Over 25% of parents would charge their kids interest on a home loan

Posted on Monday, June 11, 2018

According to the latest survey from Crowdfunding property service, UOWN, charity may begin at home, but not when it comes to the 'Bank of Mum and Dad', as over 25% of British parents admit they would charge interest on a home loan to their children.

The survey of 2,500 parents in Britain found that of the 25.6% who would charge interest, the average Bank of Mum and Dad interest rate in the UK is a staggering 4.3% - much higher than high street rates.

The Greater London branch of ‘Bank of Mum & Dad’ charges the highest rates at an average of 4.78%.

On the other end of the affordability scale, the most competitive interest rates in England, (or the most open-handed parents), can be found in the North East, where the average interest rate stands at 3.66%.

On a UK-wide level, UOWN’s survey revealed that the Scottish Bank of Mum & Dad is the most expensive lender, charging 4.77%, while the English Bank of Mum and Dad offers the most competitive interest rates of 4.12%.

Although over a quarter of parents would charge interest on a home loan to their children, over half of borrowers (50.4%) said they would prefer to borrow money from their family than a bank.

This is despite a fifth of people who have loaned money to a family member saying the relationship has soured as a result.

Shaan Ahmed, founder at UOWN, commented: "Whilst the bank of Mum and Dad does have some of the highest interest rate payments out there, it may be the only piece of finance that you can get - all the other banks want to know your income, your assets, whereas for the Bank of Mum and Dad just the simple fact you need a helping hand, which they can lend, is enough (having the same DNA also helps!).

Millennials today are facing pressures that haven't been seen before, so it's no surprise that parents want to help their children onto the property ladder.
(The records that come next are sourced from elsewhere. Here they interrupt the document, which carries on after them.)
//! Order presets: named templates of action, quantity and price.
//!
//! A [`PresetBook`] is built once at startup (defaults or configuration)
//! and never mutated afterwards. Construction validates every entry so
//! the interpreter can rely on positive quantities and prices.

use std::collections::BTreeMap;

use rust_decimal::Decimal;
use serde::{Deserialize, Serialize};

use crate::error::ConfigError;
use crate::side::Side;

/// A single preset definition.
#[derive(Debug, Clone, PartialEq, Eq, Serialize, Deserialize)]
pub struct Preset {
    pub action: Side,
    pub quantity: u32,
    pub price: Decimal,
}

impl Preset {
    pub fn new(action: Side, quantity: u32, price: Decimal) -> Self {
        Preset {
            action,
            quantity,
            price,
        }
    }
}

/// Immutable lookup table: preset identifier (e.g. `"preset-1"`) → [`Preset`].
#[derive(Debug, Clone, PartialEq, Eq, Serialize, Deserialize)]
#[serde(try_from = "BTreeMap<String, Preset>", into = "BTreeMap<String, Preset>")]
pub struct PresetBook {
    entries: BTreeMap<String, Preset>,
}

impl PresetBook {
    /// Build a book from `(id, preset)` pairs.
    ///
    /// Identifiers are trimmed and lower-cased, since the interpreter
    /// looks them up from a normalized transcript.
    pub fn new<I, S>(entries: I) -> Result<Self, ConfigError>
    where
        I: IntoIterator<Item = (S, Preset)>,
        S: Into<String>,
    {
        let mut map = BTreeMap::new();
        for (id, preset) in entries {
            let id = id.into().trim().to_lowercase();
            if id.is_empty() {
                return Err(ConfigError::BlankPresetId);
            }
            if preset.quantity == 0 {
                return Err(ConfigError::ZeroQuantity(id));
            }
            if preset.price <= Decimal::ZERO {
                return Err(ConfigError::NonPositivePrice {
                    id,
                    price: preset.price.to_string(),
                });
            }
            map.insert(id, preset);
        }
        Ok(PresetBook { entries: map })
    }

    pub fn get(&self, id: &str) -> Option<&Preset> {
        self.entries.get(id)
    }

    /// Presets in identifier order.
    pub fn iter(&self) -> impl Iterator<Item = (&str, &Preset)> {
        self.entries.iter().map(|(id, p)| (id.as_str(), p))
    }

    pub fn len(&self) -> usize {
        self.entries.len()
    }

    pub fn is_empty(&self) -> bool {
        self.entries.is_empty()
    }
}

impl Default for PresetBook {
    fn default() -> Self {
        PresetBook {
            entries: BTreeMap::from([
                (
                    "preset-1".to_string(),
                    Preset::new(Side::Buy, 10, Decimal::from(10)),
                ),
                (
                    "preset-2".to_string(),
                    Preset::new(Side::Sell, 10, Decimal::from(5)),
                ),
            ]),
        }
    }
}

impl TryFrom<BTreeMap<String, Preset>> for PresetBook {
    type Error = ConfigError;

    fn try_from(map: BTreeMap<String, Preset>) -> Result<Self, Self::Error> {
        PresetBook::new(map)
    }
}

impl From<PresetBook> for BTreeMap<String, Preset> {
    fn from(book: PresetBook) -> Self {
        book.entries
    }
}

#[cfg(test)]
mod tests {
    use super::*;

    #[test]
    fn default_book_has_two_presets() {
        let book = PresetBook::default();
        assert_eq!(book.len(), 2);
        assert_eq!(book.get("preset-1").map(|p| p.action), Some(Side::Buy));
        assert_eq!(book.get("preset-2").map(|p| p.price), Some(Decimal::from(5)));
        assert!(book.get("preset-3").is_none());
    }

    #[test]
    fn ids_are_normalized() {
        let book = PresetBook::new([(" Preset-7 ", Preset::new(Side::Buy, 1, Decimal::ONE))]).unwrap();
        assert!(book.get("preset-7").is_some());
    }

    #[test]
    fn rejects_invalid_entries() {
        let zero_qty = PresetBook::new([("p", Preset::new(Side::Buy, 0, Decimal::ONE))]);
        assert_eq!(zero_qty, Err(ConfigError::ZeroQuantity("p".into())));

        let free = PresetBook::new([("p", Preset::new(Side::Sell, 1, Decimal::ZERO))]);
        assert!(matches!(free, Err(ConfigError::NonPositivePrice { .. })));

        let blank = PresetBook::new([("  ", Preset::new(Side::Sell, 1, Decimal::ONE))]);
        assert_eq!(blank, Err(ConfigError::BlankPresetId));
    }
}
Ultimately the 'Bank of Mum ans Dad' is a testament to parents' generosity and love across the country, but we need to bear in mind that parents face financial pressures just like everyone else, and therefore need a return on their investments. It's advisable to establish at the outset whether the money being given out is a gift or a loan, and it's also sensible to reach out for impartial advice that will help your family find the most suitable arrangement."